The Delta Farmers’ Institute (DFI) was one of the recent funding recipients of a government program aimed at ensuring healthy soils and ecosystems in agricultural communities.
Funded by the governments of Canada and British Columbia, the Regional Extension Program is also aimed at helping reduce greenhouse-gas emissions and prepare for, and mitigate the impacts of, drought, wildfire, flooding and extreme temperatures.
A news release notes the program funds activities such as, data sharing, on-farm demonstrations, workshops and webinars that highlight best practices and the latest research and technologies to support sustainable agriculture. There are 16 projects underway with more starting in the coming months.
A key feature of the program, which provided $1.5 million in funding, is the use of local knowledge whereby ministry staff work directly with farmers to identify and develop projects that strengthen both climate resilience and food security. Regional engagement sessions will be in November.
The DFI received $80,500 to expand the salinity-monitoring network, measuring the salt in the water supply, develop a mobile app for producers to access the information from the network and provide a field day to help farmers with irrigation scheduling.
“This program has allowed farmers to better manage their irrigation practices and overall operational system efficiencies. The comprehensive monitoring network will continue to improve our understanding of the timing of river flows and water quality as we adapt to changes in weather patterns. The real-time information not only helps farmers take direct action but provides valuable data on the fluctuations of the environment,” said DFI administrator Leisa Yee.
Earlier this year, Delta Mayor George Harvie, saying the farming community already has problems when it comes to salinity of the water from the Fraser River due salt wedge migration, as well as subsequent reduced flows, asked city staff to look into what is needed for a second intake of water further upriver.

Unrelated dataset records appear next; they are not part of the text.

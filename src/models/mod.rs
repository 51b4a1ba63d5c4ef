// ABOUTME: Common data models mirroring the portal's relational schema
// ABOUTME: Entity structs, insert payloads, and status enums with database string forms
//
// Licensed under either of Apache License, Version 2.0 or MIT License at your option.
// Copyright ©2025 Reach+ Agency

//! Data models for portal entities

/// Budget-request entities
pub mod budget;
/// Client company entities
pub mod client;
/// Agency-curated content (portfolio, services)
pub mod content;
/// Inbound contact inquiries
pub mod contact;
/// Client/agency message entities
pub mod message;
/// Client performance reports
pub mod report;
/// User accounts bound to external identities
pub mod user;

pub use budget::{Budget, BudgetStatus, NewBudget};
pub use client::{Client, ClientStatus, NewClient};
pub use contact::{Contact, ContactStatus, NewContact};
pub use content::{NewPortfolioItem, NewService, PortfolioItem, Service};
pub use message::{Message, NewMessage, SenderType};
pub use report::{NewReport, Report};
pub use user::{UpsertUser, User, UserRole};
// ABOUTME: Messages exchanged between a client and the agency
// ABOUTME: Message struct, sender-type enum, and insert payload
//
// Licensed under either of Apache License, Version 2.0 or MIT License at your option.
// Copyright ©2025 Reach+ Agency

use std::fmt::{Display, Formatter, Result as FmtResult};
use std::str::FromStr;

use chrono::{DateTime, Utc};
use serde::{Deserialize, Serialize};

use crate::errors::AppError;

/// Which side of the conversation sent a message
#[derive(Debug, Clone, Copy, Serialize, Deserialize, PartialEq, Eq)]
#[serde(rename_all = "lowercase")]
pub enum SenderType {
    Client,
    Agency,
}

impl SenderType {
    /// Convert to string for database storage
    #[must_use]
    pub const fn as_str(&self) -> &'static str {
        match self {
            Self::Client => "client",
            Self::Agency => "agency",
        }
    }
}

impl Display for SenderType {
    fn fmt(&self, f: &mut Formatter<'_>) -> FmtResult {
        write!(f, "{}", self.as_str())
    }
}

impl FromStr for SenderType {
    type Err = AppError;

    fn from_str(s: &str) -> Result<Self, Self::Err> {
        match s {
            "client" => Ok(Self::Client),
            "agency" => Ok(Self::Agency),
            _ => Err(AppError::invalid_input(format!("Invalid sender type: {s}"))),
        }
    }
}

/// A message in a client's conversation thread
#[derive(Debug, Clone, Serialize, Deserialize)]
pub struct Message {
    pub id: i64,
    pub client_id: i64,
    /// User id of the sender (client owner or agency staff)
    pub sender_id: i64,
    pub sender_type: SenderType,
    pub subject: Option<String>,
    pub content: String,
    pub is_read: bool,
    pub created_at: DateTime<Utc>,
}

/// Insert payload for a new message
#[derive(Debug, Clone, Serialize, Deserialize)]
pub struct NewMessage {
    pub client_id: i64,
    pub sender_id: i64,
    pub sender_type: SenderType,
    pub subject: Option<String>,
    pub content: String,
}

Having another intake source of water is something that can no longer wait, he said, adding a formal report will be written for council.

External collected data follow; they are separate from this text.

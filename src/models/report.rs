// ABOUTME: Monthly performance reports prepared by the agency for clients
// ABOUTME: Report struct with free-form metric map, and insert payload
//
// Licensed under either of Apache License, Version 2.0 or MIT License at your option.
// Copyright ©2025 Reach+ Agency

use std::collections::HashMap;

use chrono::{DateTime, Utc};
use serde::{Deserialize, Serialize};

/// A performance report belonging to a client
#[derive(Debug, Clone, Serialize, Deserialize)]
pub struct Report {
    pub id: i64,
    pub client_id: i64,
    pub title: String,
    /// Reporting month in `YYYY-MM` format
    pub month: Option<String>,
    /// Arbitrary metric name to numeric value mapping
    pub metrics: HashMap<String, f64>,
    pub summary: Option<String>,
    pub attachment_url: Option<String>,
    pub created_at: DateTime<Utc>,
}

/// Insert payload for a new report
#[derive(Debug, Clone, Serialize, Deserialize)]
pub struct NewReport {
    pub client_id: i64,
    pub title: String,
    pub month: Option<String>,
    pub metrics: HashMap<String, f64>,
    pub summary: Option<String>,
    pub attachment_url: Option<String>,
}
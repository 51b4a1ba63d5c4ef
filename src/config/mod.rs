// ABOUTME: Configuration module grouping for the portal server
// ABOUTME: Environment-driven configuration lives in the environment submodule
//
// Licensed under either of Apache License, Version 2.0 or MIT License at your option.
// Copyright ©2025 Reach+ Agency

//! Configuration management

/// Environment-based configuration loading
pub mod environment;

The DFI has previously conveyed concerns about the salt wedge, noting Delta’s irrigation water intakes in the lower Fraser River are affected by the migration of the salt wedge up the river when river flows are reduced.
Salt wedges occur in estuaries like the Fraser River delta where ocean water meets fresh water. The term salt wedge refers to the denser ocean salt water that pushes up the estuary. Some mixing with fresh river water occurs but, in general, the denser salt water tends to remain on the bottom of the river and fresh river water flows on top of the saline water.
There’s a need for a better understanding of the salt wedge behaviour throughout the entire river channel and particularly as it relates to the deeper portions, according to a previous Delta staff report that concurred with the DFI’s concern.
Delta’s farm water is pumped from the river and moved through a conveyance system of ditches, pumping stations, culverts, outfalls, and control structures.
Currently, the salt wedge causes salination of the river and renders the water unusable for agricultural production at several times of the year and partial closures of water intakes for Delta’s agricultural irrigation ditch system are already in place along the river, the report notes.
“These are anticipated to increase with climate change. The DFI is involved with salinity monitoring and pump station monitoring. Furthermore, an Agricultural Water Demand Model (AWDM) developed for Delta indicates an increase in demand can be expected. Not all agricultural areas in Delta have access to surface water for irrigation at the times of year when it is needed most.” the report adds.